By David Fisher

During this paper we produce an invariant for any ergodic, finite entropy motion of a lattice in an easy Lie staff on a finite degree area. The invariant is largely an equivalence category of measurable quotients of a undeniable kind. The quotients are primarily double coset areas and are created from a Lie crew, a compact subgroup of the Lie staff, and a commensurability type of lattices within the Lie workforce.

**Read Online or Download A canonical arithmetic quotient for actions of lattices in simple groups PDF**

**Similar symmetry and group books**

Over the last 30 years the idea of finite teams has constructed dramatically.
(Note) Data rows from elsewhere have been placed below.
use serde::{Deserialize, Serialize};

/// Bounded exponential backoff for transient persist failures.
#[derive(Debug, Clone, Copy, PartialEq, Eq, Serialize, Deserialize)]
pub struct RetrySettings {
    #[serde(default = "default_max_attempts")]
    pub max_attempts: usize,

    #[serde(default = "default_base_delay_ms")]
    pub base_delay_ms: u64,

    #[serde(default = "default_max_delay_ms")]
    pub max_delay_ms: u64,
}

impl Default for RetrySettings {
    fn default() -> Self {
        Self {
            max_attempts: default_max_attempts(),
            base_delay_ms: default_base_delay_ms(),
            max_delay_ms: default_max_delay_ms(),
        }
    }
}

fn default_max_attempts() -> usize {
    5
}

fn default_base_delay_ms() -> u64 {
    250
}

fn default_max_delay_ms() -> u64 {
    5_000
}
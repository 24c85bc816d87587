use super::messages::{StreamMsg, StreamReport};
use crate::error::ActorError;
use model::core::value::Value;
use std::sync::Arc;
use tokio::sync::{
    mpsc::{self, error::TrySendError},
    oneshot,
};

/// Sending side of one stream actor's mailbox.
///
/// Records wait for capacity, so a source cannot run ahead of storage by
/// more than one mailbox. Ticks never wait.
#[derive(Debug, Clone)]
pub struct Mailbox {
    stream: Arc<str>,
    tx: mpsc::Sender<StreamMsg>,
}

impl Mailbox {
    pub(crate) fn new(stream: &str, tx: mpsc::Sender<StreamMsg>) -> Self {
        Self {
            stream: Arc::from(stream),
            tx,
        }
    }

    pub fn stream(&self) -> &str {
        &self.stream
    }

    pub async fn record(&self, value: Value) -> Result<(), ActorError> {
        self.send(StreamMsg::Record(value)).await
    }

    /// Queues an age check. `Ok(false)` when the mailbox is full.
    pub fn tick(&self) -> Result<bool, ActorError> {
        match self.tx.try_send(StreamMsg::Tick) {
            Ok(()) => Ok(true),
            Err(TrySendError::Full(_)) => Ok(false),
            Err(TrySendError::Closed(_)) => Err(self.closed()),
        }
    }

    /// Asks for everything received so far to be stored.
    ///
    /// The returned receiver resolves once that happened, or with the
    /// stream's error.
    pub async fn flush(&self) -> Result<oneshot::Receiver<Result<(), String>>, ActorError> {
        let (reply, rx) = oneshot::channel();
        self.send(StreamMsg::Flush { reply }).await?;
        Ok(rx)
    }

    /// Stores the open batch and collects the stream's report.
    pub async fn finalize(&self) -> Result<StreamReport, ActorError> {
        let (reply, rx) = oneshot::channel();
        self.send(StreamMsg::Finalize { reply }).await?;
        rx.await
            .map_err(|_| ActorError::NoReply(self.stream.to_string()))
    }

    async fn send(&self, msg: StreamMsg) -> Result<(), ActorError> {
        self.tx.send(msg).await.map_err(|_| self.closed())
    }

    fn closed(&self) -> ActorError {
        ActorError::MailboxClosed(self.stream.to_string())
    }
}
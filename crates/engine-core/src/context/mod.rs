pub mod stream;
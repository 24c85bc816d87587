use connectors::{format::FormatError, storage::StorageError};
use thiserror::Error;

#[derive(Error, Debug)]
pub enum BatchError {
    /// A sealed batch has not been stored yet; it must be drained first.
    #[error("Stream '{stream}' has a sealed batch waiting to be stored")]
    DrainPending { stream: String },

    #[error("Failed to serialize batch {sequence} of stream '{stream}': {source}")]
    Format {
        stream: String,
        sequence: u64,
        #[source]
        source: FormatError,
    },

    /// A sealed batch could not be serialized; its records are kept and the
    /// stream takes no more.
    #[error("Stream '{stream}' holds batch {sequence} that could not be serialized")]
    Rejected { stream: String, sequence: u64 },

    #[error(transparent)]
    Storage(#[from] StorageError),
}
use chrono::{DateTime, Datelike, Timelike, Utc};
use serde::{Deserialize, Serialize};

/// Granularity of a date rendered into a key.
#[derive(Debug, Clone, Copy, PartialEq, Eq, PartialOrd, Ord, Serialize, Deserialize)]
#[serde(rename_all = "lowercase")]
pub enum DateGrain {
    Year,
    Month,
    Day,
    Hour,
    Minute,
    Second,
}

impl DateGrain {
    /// Folder segments, `2024/03/01` or `year=2024/month=03/day=01` for partition names.
    pub fn folder(&self, at: DateTime<Utc>, partition_names: bool) -> String {
        let parts = [
            ("year", format!("{:04}", at.year())),
            ("month", format!("{:02}", at.month())),
            ("day", format!("{:02}", at.day())),
            ("hour", format!("{:02}", at.hour())),
            ("minute", format!("{:02}", at.minute())),
            ("second", format!("{:02}", at.second())),
        ];

        parts[..self.depth()]
            .iter()
            .map(|(name, value)| {
                if partition_names {
                    format!("{name}={value}")
                } else {
                    value.clone()
                }
            })
            .collect::<Vec<_>>()
            .join("/")
    }

    /// Compact stamp used in file names, `20240301T120000` for seconds.
    pub fn stamp(&self, at: DateTime<Utc>) -> String {
        let pattern = match self {
            DateGrain::Year => "%Y",
            DateGrain::Month => "%Y%m",
            DateGrain::Day => "%Y%m%d",
            DateGrain::Hour => "%Y%m%dT%H",
            DateGrain::Minute => "%Y%m%dT%H%M",
            DateGrain::Second => "%Y%m%dT%H%M%S",
        };
        at.format(pattern).to_string()
    }

    fn depth(&self) -> usize {
        *self as usize + 1
    }
}
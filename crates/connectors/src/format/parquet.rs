use super::{FormatError, FormatWriter, columns, ensure_encodable};
use arrow_array::{
    ArrayRef, RecordBatch,
    builder::{BooleanBuilder, Float64Builder, Int64Builder, StringBuilder},
};
use arrow_schema::{DataType, Field, Schema};
use engine_config::settings::format::Compression as OutputCompression;
use model::{core::value::Value, records::record::Record};
use parquet::{
    arrow::ArrowWriter,
    basic::{Compression, GzipLevel},
    file::properties::WriterProperties,
};
use std::sync::Arc;

/// Self-describing columnar output. Column types are inferred per batch.
#[derive(Debug, Clone, Copy, Default)]
pub struct ParquetWriter {
    compression: OutputCompression,
}

impl ParquetWriter {
    pub fn new(compression: OutputCompression) -> Self {
        Self { compression }
    }

    fn properties(&self) -> WriterProperties {
        let codec = match self.compression {
            OutputCompression::None => Compression::SNAPPY,
            OutputCompression::Gzip => Compression::GZIP(GzipLevel::default()),
        };
        WriterProperties::builder().set_compression(codec).build()
    }
}

impl FormatWriter for ParquetWriter {
    fn name(&self) -> &'static str {
        "parquet"
    }

    fn extension(&self) -> &str {
        "parquet"
    }

    fn write_batch(&self, records: &[Record]) -> Result<Vec<u8>, FormatError> {
        if records.is_empty() {
            return Err(FormatError::EmptyBatch(self.name()));
        }
        ensure_encodable(records)?;

        let names = columns(records);
        let mut fields = Vec::with_capacity(names.len());
        let mut arrays = Vec::with_capacity(names.len());
        for name in names {
            let data_type = infer_type(records, name);
            arrays.push(build_array(records, name, &data_type)?);
            fields.push(Field::new(name, data_type, true));
        }

        let schema = Arc::new(Schema::new(fields));
        let batch = RecordBatch::try_new(schema.clone(), arrays)?;

        let mut buffer = Vec::new();
        let mut writer = ArrowWriter::try_new(&mut buffer, schema, Some(self.properties()))?;
        writer.write(&batch)?;
        writer.close()?;

        Ok(buffer)
    }
}

/// Narrowest type that holds every non-null value of a column.
fn infer_type(records: &[Record], column: &str) -> DataType {
    let mut inferred: Option<DataType> = None;

    for value in records.iter().filter_map(|r| r.get(column)) {
        let current = match value {
            Value::Null => continue,
            Value::Boolean(_) => DataType::Boolean,
            Value::Int(_) => DataType::Int64,
            Value::Float(_) => DataType::Float64,
            _ => DataType::Utf8,
        };
        inferred = Some(match inferred {
            None => current,
            Some(prev) if prev == current => prev,
            Some(DataType::Int64) if current == DataType::Float64 => DataType::Float64,
            Some(DataType::Float64) if current == DataType::Int64 => DataType::Float64,
            Some(_) => return DataType::Utf8,
        });
    }

    inferred.unwrap_or(DataType::Utf8)
}

fn build_array(
    records: &[Record],
    column: &str,
    data_type: &DataType,
) -> Result<ArrayRef, FormatError> {
    let values = records.iter().map(|r| r.get(column));

    let array: ArrayRef = match data_type {
        DataType::Boolean => {
            let mut builder = BooleanBuilder::with_capacity(records.len());
            for value in values {
                match value {
                    Some(Value::Boolean(b)) => builder.append_value(*b),
                    _ => builder.append_null(),
                }
            }
            Arc::new(builder.finish())
        }
        DataType::Int64 => {
            let mut builder = Int64Builder::with_capacity(records.len());
            for value in values {
                match value {
                    Some(Value::Int(i)) => builder.append_value(*i),
                    _ => builder.append_null(),
                }
            }
            Arc::new(builder.finish())
        }
        DataType::Float64 => {
            let mut builder = Float64Builder::with_capacity(records.len());
            for value in values {
                match value {
                    Some(Value::Float(f)) => builder.append_value(*f),
                    Some(Value::Int(i)) => builder.append_value(*i as f64),
                    _ => builder.append_null(),
                }
            }
            Arc::new(builder.finish())
        }
        _ => {
            let mut builder = StringBuilder::new();
            for value in values {
                match value {
                    None | Some(Value::Null) => builder.append_null(),
                    Some(Value::String(s)) => builder.append_value(s),
                    Some(other) => builder.append_value(serde_json::to_string(other)?),
                }
            }
            Arc::new(builder.finish())
        }
    };

    Ok(array)
}

#[cfg(test)]
mod tests {
    use super::*;
    use arrow_array::{Array, BooleanArray, Float64Array, Int64Array, StringArray};
    use bytes::Bytes;
    use ::parquet::arrow::arrow_reader::ParquetRecordBatchReaderBuilder;
    use serde_json::json;

    fn records(values: Vec<serde_json::Value>) -> Vec<Record> {
        values
            .into_iter()
            .map(|v| Record::try_from(v).unwrap())
            .collect()
    }

    #[test]
    fn test_infer_type() {
        let batch = records(vec![
            json!({"i": 1, "f": 1, "b": true, "s": "x", "mixed": 1, "n": null}),
            json!({"i": 2, "f": 2.5, "b": null, "s": "y", "mixed": "one"}),
        ]);
        assert_eq!(infer_type(&batch, "i"), DataType::Int64);
        assert_eq!(infer_type(&batch, "f"), DataType::Float64);
        assert_eq!(infer_type(&batch, "b"), DataType::Boolean);
        assert_eq!(infer_type(&batch, "s"), DataType::Utf8);
        assert_eq!(infer_type(&batch, "mixed"), DataType::Utf8);
        assert_eq!(infer_type(&batch, "n"), DataType::Utf8);
    }

    #[test]
    fn test_round_trip_through_arrow_reader() {
        let batch = records(vec![
            json!({"id": 1, "score": 0.5, "active": true, "name": "a", "meta": {"k": 1}}),
            json!({"id": 2, "score": 2, "active": false, "name": null}),
        ]);

        for compression in [OutputCompression::None, OutputCompression::Gzip] {
            let bytes = ParquetWriter::new(compression).write_batch(&batch).unwrap();
            let mut reader = ParquetRecordBatchReaderBuilder::try_new(Bytes::from(bytes))
                .unwrap()
                .build()
                .unwrap();
            let read = reader.next().unwrap().unwrap();
            assert_eq!(read.num_rows(), 2);

            let schema = read.schema();
            let names: Vec<&str> = schema.fields().iter().map(|f| f.name().as_str()).collect();
            assert_eq!(names, vec!["id", "score", "active", "name", "meta"]);

            let ids = read.column(0).as_any().downcast_ref::<Int64Array>().unwrap();
            assert_eq!((ids.value(0), ids.value(1)), (1, 2));
            let scores = read.column(1).as_any().downcast_ref::<Float64Array>().unwrap();
            assert_eq!(scores.value(1), 2.0);
            let active = read.column(2).as_any().downcast_ref::<BooleanArray>().unwrap();
            assert!(active.value(0));
            let names = read.column(3).as_any().downcast_ref::<StringArray>().unwrap();
            assert!(names.is_null(1));
            let meta = read.column(4).as_any().downcast_ref::<StringArray>().unwrap();
            assert_eq!(meta.value(0), r#"{"k":1}"#);
            assert!(meta.is_null(1));
        }
    }

    #[test]
    fn test_empty_batch_is_rejected() {
        assert!(matches!(
            ParquetWriter::default().write_batch(&[]),
            Err(FormatError::EmptyBatch("parquet"))
        ));
    }
}
use engine_config::settings::format::BatchLimits;
use std::{fmt, time::Duration};

/// Why a batch is being drained.
#[derive(Debug, Clone, Copy, PartialEq, Eq)]
pub enum DrainTrigger {
    MaxRecords,
    MaxBytes,
    MaxAge,
    /// Drained regardless of limits: state checkpoint or end of stream.
    Finalize,
}

impl fmt::Display for DrainTrigger {
    fn fmt(&self, f: &mut fmt::Formatter<'_>) -> fmt::Result {
        let name = match self {
            DrainTrigger::MaxRecords => "max_records",
            DrainTrigger::MaxBytes => "max_bytes",
            DrainTrigger::MaxAge => "max_age",
            DrainTrigger::Finalize => "finalize",
        };
        f.write_str(name)
    }
}

/// First limit the open batch has reached, if any. Zero limits are disabled.
pub fn evaluate(
    limits: &BatchLimits,
    records: usize,
    bytes: usize,
    age: Duration,
) -> Option<DrainTrigger> {
    if records == 0 {
        return None;
    }
    if limits.max_records > 0 && records >= limits.max_records {
        return Some(DrainTrigger::MaxRecords);
    }
    if limits.max_bytes > 0 && bytes >= limits.max_bytes {
        return Some(DrainTrigger::MaxBytes);
    }
    if limits.max_age_secs > 0 && age >= Duration::from_secs(limits.max_age_secs) {
        return Some(DrainTrigger::MaxAge);
    }
    None
}

#[cfg(test)]
mod tests {
    use super::*;

    #[test]
    fn test_evaluate_limits() {
        let limits = BatchLimits {
            max_records: 3,
            max_bytes: 100,
            max_age_secs: 60,
        };
        let young = Duration::from_secs(1);

        assert_eq!(evaluate(&limits, 2, 10, young), None);
        assert_eq!(evaluate(&limits, 3, 10, young), Some(DrainTrigger::MaxRecords));
        assert_eq!(evaluate(&limits, 1, 100, young), Some(DrainTrigger::MaxBytes));
        assert_eq!(
            evaluate(&limits, 1, 10, Duration::from_secs(60)),
            Some(DrainTrigger::MaxAge)
        );
        assert_eq!(evaluate(&limits, 0, 1_000, Duration::from_secs(600)), None);
    }

    #[test]
    fn test_disabled_limits_never_fire() {
        let limits = BatchLimits::unbounded();
        assert_eq!(
            evaluate(&limits, 1_000_000, usize::MAX, Duration::from_secs(86_400)),
            None
        );
    }
}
Our realizing of finite uncomplicated teams has been better via their category. many questions about arbitrary teams could be diminished to related questions on uncomplicated teams and functions of the speculation are commencing to look in different branches of arithmetic.

- Group Representations: Background Material
- Felix Klein and Sophus Lie
- Picard groups of moduli problems
- Burnside Groups
- Seminaire Sophus Lie

**Extra resources for A canonical arithmetic quotient for actions of lattices in simple groups**

**Example text**

Conversely, assume a comaximal relation (6).

If P/JP is free over R/J , where J is the Jacobson radical of R, show that P is free over R. ) 12∗ . (Kaplansky [58]) Let P be a projective module over a local ring. Show that any element of P can be embedded in a free direct summand of P; deduce that every projective module over a local ring is free. 1 hold in most rings normally encountered, and counter-examples belong to the pathology of the subject. By contrast, the property defined below forms a significant restriction on the ring. Clearly any stably free module is finitely generated projective.

E. A = (0, I)P, B = P −1 (0, I)T . If we replace A, B by A P −1 , P B, we obtain C 0 0 A1 = 0 I A2 I B1 B2 0 . I On multiplying out, we find that A2 = 0, B2 = 0, C = A1 B1 and now the conclusion follows by induction. A square matrix C will be called a stable matrix atom if C ⊕ Ir is an atom for all r ≥ 1. 6. Over an Hermite ring every matrix atom is stable. We can specialize our ring still further. A ring R is called cancellable if for any projective modules P, Q, P ⊕ R ∼ = Q ⊕ R implies P ∼ = Q.